What you are asked to do
Please show every line in the entries below that includes the word "ScheduleCfg".

Dataset excerpts
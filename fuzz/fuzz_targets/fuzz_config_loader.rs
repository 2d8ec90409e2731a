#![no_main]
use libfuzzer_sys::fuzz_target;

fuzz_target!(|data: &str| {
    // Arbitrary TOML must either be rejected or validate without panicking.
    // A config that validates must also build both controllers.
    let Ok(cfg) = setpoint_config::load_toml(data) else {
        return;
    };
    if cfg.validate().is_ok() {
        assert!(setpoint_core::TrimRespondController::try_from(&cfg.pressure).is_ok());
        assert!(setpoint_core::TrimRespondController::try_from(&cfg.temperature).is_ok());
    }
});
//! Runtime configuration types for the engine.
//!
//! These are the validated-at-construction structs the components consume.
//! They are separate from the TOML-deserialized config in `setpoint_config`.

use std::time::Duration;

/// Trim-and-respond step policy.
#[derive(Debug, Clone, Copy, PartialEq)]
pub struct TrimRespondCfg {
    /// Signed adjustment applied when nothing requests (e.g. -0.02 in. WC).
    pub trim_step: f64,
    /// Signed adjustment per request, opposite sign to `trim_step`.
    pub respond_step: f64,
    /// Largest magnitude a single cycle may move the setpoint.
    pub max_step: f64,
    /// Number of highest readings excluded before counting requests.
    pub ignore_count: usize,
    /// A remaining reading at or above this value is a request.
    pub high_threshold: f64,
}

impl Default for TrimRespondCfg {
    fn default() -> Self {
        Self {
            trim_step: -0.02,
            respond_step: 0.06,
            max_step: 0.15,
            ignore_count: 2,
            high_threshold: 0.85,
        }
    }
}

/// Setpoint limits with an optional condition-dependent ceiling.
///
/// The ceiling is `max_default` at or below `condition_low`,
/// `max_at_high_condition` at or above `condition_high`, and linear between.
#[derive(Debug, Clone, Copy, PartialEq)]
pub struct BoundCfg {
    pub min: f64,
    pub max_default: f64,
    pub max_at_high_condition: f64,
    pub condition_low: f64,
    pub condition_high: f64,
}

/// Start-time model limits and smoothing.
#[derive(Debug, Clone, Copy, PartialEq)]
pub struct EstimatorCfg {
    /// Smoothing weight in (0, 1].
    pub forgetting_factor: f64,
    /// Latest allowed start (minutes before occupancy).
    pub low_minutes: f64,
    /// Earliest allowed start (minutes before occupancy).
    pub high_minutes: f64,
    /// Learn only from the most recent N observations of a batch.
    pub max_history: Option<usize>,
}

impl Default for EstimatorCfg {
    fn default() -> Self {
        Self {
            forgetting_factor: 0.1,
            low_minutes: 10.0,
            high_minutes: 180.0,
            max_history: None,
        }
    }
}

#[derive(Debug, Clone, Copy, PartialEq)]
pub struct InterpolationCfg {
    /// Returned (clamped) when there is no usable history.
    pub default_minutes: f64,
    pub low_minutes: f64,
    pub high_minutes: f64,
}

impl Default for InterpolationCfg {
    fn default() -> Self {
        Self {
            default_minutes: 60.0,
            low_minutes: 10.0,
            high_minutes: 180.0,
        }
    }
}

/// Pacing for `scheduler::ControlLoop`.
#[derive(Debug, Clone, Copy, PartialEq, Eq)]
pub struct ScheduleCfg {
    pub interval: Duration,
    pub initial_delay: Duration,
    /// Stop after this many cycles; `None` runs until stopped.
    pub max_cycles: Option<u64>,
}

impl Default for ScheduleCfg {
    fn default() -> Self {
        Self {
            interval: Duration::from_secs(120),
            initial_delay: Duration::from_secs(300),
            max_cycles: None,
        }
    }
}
...
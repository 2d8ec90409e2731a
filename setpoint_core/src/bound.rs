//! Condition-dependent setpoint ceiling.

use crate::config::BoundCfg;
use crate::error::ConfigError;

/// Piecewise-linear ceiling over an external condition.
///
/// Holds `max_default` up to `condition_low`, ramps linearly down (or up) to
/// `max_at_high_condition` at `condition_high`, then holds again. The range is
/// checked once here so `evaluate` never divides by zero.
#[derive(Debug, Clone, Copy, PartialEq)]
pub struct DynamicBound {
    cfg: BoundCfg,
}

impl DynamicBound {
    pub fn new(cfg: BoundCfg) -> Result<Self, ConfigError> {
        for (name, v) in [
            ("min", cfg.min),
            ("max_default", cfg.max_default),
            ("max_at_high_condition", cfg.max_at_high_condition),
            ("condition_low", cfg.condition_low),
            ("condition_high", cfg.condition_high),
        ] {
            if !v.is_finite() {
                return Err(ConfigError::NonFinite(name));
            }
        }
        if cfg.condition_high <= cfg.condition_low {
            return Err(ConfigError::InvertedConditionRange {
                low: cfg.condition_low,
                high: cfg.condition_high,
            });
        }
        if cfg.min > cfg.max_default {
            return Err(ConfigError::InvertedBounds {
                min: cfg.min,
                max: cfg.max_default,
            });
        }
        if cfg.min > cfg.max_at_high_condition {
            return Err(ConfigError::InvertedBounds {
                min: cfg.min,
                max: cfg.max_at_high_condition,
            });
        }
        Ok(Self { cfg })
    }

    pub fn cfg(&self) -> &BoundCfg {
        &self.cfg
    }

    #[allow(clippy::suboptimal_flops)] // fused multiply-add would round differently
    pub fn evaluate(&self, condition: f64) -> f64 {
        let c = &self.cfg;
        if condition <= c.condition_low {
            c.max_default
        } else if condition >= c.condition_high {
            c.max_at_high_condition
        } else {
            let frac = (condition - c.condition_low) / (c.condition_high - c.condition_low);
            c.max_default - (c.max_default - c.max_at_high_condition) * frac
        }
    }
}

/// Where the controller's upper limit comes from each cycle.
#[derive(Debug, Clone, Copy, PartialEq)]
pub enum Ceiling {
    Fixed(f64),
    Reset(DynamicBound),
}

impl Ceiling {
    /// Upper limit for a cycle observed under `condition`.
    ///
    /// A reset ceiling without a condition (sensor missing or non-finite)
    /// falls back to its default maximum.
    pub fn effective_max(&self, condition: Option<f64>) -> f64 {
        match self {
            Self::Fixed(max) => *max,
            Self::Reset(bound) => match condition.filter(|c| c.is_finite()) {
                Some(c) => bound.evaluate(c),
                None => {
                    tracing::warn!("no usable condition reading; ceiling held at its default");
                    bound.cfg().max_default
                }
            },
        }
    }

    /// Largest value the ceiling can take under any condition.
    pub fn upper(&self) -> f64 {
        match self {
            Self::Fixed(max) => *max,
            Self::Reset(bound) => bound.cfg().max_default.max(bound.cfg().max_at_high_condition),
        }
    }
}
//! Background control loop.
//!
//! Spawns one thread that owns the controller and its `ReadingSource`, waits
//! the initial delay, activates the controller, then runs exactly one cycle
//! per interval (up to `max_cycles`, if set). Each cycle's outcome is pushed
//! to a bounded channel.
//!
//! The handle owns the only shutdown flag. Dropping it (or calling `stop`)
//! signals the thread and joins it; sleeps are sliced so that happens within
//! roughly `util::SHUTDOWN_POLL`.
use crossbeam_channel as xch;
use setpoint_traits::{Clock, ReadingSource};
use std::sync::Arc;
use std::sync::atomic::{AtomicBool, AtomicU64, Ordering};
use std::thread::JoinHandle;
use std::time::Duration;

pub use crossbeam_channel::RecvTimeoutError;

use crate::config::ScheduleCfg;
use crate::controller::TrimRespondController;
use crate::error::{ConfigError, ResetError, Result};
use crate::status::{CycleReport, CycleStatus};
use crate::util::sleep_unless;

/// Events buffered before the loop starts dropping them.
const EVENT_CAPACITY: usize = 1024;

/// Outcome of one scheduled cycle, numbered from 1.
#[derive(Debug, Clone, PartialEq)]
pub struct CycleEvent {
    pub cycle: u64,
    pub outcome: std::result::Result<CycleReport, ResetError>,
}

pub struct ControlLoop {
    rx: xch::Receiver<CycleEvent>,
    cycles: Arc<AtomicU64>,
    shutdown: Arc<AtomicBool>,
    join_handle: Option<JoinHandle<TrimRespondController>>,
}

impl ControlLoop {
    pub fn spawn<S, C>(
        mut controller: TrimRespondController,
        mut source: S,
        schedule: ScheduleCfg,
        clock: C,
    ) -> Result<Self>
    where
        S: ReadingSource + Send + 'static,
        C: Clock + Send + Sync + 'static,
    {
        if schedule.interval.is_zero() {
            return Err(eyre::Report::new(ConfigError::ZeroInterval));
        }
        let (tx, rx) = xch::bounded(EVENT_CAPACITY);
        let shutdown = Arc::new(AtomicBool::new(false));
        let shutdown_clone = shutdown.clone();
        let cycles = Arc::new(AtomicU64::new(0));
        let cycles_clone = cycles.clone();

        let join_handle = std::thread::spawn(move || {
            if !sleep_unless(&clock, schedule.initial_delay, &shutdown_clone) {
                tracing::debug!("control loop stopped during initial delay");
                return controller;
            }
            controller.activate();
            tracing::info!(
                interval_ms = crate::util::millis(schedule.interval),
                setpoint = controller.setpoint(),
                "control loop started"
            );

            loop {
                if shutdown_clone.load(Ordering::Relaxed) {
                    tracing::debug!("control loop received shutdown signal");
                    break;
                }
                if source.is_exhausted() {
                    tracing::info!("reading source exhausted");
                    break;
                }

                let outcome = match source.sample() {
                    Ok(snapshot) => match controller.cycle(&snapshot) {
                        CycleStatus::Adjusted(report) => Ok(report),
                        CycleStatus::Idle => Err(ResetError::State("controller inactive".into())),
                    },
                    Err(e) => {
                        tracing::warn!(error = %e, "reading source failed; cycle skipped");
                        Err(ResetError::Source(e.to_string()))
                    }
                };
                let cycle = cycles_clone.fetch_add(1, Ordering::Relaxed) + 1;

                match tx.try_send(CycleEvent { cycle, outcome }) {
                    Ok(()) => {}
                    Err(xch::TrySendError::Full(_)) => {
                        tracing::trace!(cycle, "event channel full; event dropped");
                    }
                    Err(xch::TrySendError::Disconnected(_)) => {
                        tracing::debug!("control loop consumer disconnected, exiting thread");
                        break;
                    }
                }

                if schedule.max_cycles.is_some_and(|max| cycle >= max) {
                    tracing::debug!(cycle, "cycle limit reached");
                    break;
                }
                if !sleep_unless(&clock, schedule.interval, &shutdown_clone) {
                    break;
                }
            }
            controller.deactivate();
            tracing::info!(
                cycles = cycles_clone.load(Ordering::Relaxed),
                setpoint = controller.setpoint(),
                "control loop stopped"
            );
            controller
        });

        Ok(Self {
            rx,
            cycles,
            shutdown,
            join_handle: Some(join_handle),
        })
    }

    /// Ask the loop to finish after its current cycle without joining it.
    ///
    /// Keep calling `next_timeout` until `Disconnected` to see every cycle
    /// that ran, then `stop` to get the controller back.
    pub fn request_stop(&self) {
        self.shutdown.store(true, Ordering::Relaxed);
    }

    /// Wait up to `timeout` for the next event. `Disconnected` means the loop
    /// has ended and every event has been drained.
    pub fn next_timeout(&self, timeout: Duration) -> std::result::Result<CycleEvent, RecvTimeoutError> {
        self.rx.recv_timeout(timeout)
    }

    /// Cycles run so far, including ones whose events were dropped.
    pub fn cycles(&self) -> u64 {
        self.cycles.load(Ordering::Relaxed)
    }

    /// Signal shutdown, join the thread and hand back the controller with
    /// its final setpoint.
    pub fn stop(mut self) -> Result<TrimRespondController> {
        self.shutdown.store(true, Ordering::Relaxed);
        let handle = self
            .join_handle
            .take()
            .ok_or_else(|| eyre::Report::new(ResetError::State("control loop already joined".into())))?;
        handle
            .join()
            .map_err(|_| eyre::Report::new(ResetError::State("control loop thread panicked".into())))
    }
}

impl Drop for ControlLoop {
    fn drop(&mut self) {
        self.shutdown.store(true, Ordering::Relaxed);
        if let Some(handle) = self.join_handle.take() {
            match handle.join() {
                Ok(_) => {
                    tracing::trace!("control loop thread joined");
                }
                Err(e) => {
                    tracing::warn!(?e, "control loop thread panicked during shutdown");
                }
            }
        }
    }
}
--
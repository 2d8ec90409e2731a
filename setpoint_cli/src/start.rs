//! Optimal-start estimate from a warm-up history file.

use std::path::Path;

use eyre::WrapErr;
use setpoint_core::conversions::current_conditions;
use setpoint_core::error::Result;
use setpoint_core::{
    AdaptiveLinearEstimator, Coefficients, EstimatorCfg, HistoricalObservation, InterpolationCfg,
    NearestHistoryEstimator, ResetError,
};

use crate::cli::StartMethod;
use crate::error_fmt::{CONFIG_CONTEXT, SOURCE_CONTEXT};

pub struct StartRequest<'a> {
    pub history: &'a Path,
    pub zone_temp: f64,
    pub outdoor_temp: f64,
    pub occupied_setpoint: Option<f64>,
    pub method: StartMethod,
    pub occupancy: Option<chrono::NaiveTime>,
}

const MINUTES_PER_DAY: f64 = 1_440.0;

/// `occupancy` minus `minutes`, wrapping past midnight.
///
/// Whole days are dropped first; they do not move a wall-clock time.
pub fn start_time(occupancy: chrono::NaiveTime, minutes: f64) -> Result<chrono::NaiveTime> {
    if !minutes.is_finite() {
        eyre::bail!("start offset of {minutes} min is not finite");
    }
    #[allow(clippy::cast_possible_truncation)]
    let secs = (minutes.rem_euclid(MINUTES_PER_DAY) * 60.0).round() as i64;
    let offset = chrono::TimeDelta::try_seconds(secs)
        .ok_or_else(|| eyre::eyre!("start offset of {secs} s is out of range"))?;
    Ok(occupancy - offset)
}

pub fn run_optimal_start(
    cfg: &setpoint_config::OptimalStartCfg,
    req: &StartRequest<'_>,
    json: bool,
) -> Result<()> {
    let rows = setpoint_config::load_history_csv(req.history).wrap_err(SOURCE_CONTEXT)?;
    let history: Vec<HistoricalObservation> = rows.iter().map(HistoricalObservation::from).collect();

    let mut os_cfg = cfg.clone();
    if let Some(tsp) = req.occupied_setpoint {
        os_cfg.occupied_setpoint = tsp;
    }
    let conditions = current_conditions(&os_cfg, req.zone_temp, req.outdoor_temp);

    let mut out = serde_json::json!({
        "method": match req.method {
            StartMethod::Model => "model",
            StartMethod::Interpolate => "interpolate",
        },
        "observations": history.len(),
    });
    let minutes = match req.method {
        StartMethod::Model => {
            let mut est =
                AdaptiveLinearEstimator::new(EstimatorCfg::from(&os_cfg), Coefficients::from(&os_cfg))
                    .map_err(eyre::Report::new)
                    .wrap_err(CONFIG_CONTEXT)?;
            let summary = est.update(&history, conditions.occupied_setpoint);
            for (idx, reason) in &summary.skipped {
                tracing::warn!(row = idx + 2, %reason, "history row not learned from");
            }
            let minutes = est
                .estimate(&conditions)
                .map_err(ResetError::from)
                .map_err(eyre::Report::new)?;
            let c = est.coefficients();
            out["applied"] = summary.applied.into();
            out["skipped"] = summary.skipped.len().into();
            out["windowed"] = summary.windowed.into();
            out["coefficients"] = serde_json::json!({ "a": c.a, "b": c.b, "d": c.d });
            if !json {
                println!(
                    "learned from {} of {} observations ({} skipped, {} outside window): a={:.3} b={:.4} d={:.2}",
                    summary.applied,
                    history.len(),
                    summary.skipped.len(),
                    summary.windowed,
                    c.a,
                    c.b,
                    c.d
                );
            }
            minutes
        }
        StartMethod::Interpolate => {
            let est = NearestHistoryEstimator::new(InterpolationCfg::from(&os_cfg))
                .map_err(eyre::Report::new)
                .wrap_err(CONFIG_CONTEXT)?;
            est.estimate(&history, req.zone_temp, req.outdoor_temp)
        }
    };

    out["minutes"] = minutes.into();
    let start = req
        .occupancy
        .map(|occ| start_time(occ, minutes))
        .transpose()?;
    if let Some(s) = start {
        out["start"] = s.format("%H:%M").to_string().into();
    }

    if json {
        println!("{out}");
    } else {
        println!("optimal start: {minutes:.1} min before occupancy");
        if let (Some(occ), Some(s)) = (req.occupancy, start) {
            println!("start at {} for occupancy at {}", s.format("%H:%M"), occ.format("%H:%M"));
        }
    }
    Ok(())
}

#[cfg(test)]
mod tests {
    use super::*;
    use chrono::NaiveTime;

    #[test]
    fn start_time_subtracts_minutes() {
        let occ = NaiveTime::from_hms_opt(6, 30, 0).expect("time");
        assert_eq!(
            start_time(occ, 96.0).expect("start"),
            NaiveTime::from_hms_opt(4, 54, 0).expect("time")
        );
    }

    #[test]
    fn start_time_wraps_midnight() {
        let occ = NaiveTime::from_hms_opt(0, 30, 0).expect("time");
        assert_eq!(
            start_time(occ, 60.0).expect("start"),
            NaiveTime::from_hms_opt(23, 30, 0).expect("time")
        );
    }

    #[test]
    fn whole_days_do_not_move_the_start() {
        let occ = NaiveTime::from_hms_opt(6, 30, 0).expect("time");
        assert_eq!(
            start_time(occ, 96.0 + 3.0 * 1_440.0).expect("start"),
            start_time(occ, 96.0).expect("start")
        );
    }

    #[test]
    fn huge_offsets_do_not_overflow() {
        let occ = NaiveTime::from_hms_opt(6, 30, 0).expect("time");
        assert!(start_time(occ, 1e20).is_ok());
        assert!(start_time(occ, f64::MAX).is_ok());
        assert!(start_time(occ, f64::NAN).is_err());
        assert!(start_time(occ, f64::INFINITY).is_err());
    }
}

Problem solution
pub struct ScheduleCfg {
impl Default for ScheduleCfg {
use crate::config::ScheduleCfg;
        schedule: ScheduleCfg,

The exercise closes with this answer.